Copy each line of the material beneath that holds the word "photo".

▸ EXERCISE MATERIAL:
════
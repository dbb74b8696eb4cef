//! Public URLs for stored image filenames.

/// Path under which the HTTP layer serves the uploads directory.
pub const UPLOADS_PATH: &str = "/uploads";

/// Builds `<public base>/uploads/<filename>` for points and items.
/// Pure string formatting: the same filename always yields the same URL.
#[derive(Debug, Clone)]
pub struct ImageUrls {
    base: String,
}

impl ImageUrls {
    pub fn new(public_url: impl Into<String>) -> Self {
        let base = public_url.into().trim_end_matches('/').to_string();
        Self { base }
    }

    pub fn url_for(&self, filename: &str) -> String {
        format!("{}{}/{}", self.base, UPLOADS_PATH, filename)
    }
}

#[cfg(test)]
mod tests {
    use super::*;

    #[test]
    fn prefixes_base_and_uploads_path() {
        let urls = ImageUrls::new("http://192.168.1.17:3333");
        assert_eq!(urls.url_for("photo.jpg"), "http://192.168.1.17:3333/uploads/photo.jpg");
    }

    #[test]
    fn trailing_slash_in_base_is_ignored() {
        let a = ImageUrls::new("http://localhost:3333/");
        let b = ImageUrls::new("http://localhost:3333");
        assert_eq!(a.url_for("x.png"), b.url_for("x.png"));
    }

    #[test]
    fn same_filename_same_url() {
        let urls = ImageUrls::new("https://ecoleta.example.com");
        let first = urls.url_for("a1b2c3d4e5f6-photo.jpg");
        let second = urls.url_for("a1b2c3d4e5f6-photo.jpg");
        assert_eq!(first, second);
    }
}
════
▸ RESPONSE TO THIS EXERCISE:
        assert_eq!(urls.url_for("photo.jpg"), "http://192.168.1.17:3333/uploads/photo.jpg");
        let first = urls.url_for("a1b2c3d4e5f6-photo.jpg");
        let second = urls.url_for("a1b2c3d4e5f6-photo.jpg");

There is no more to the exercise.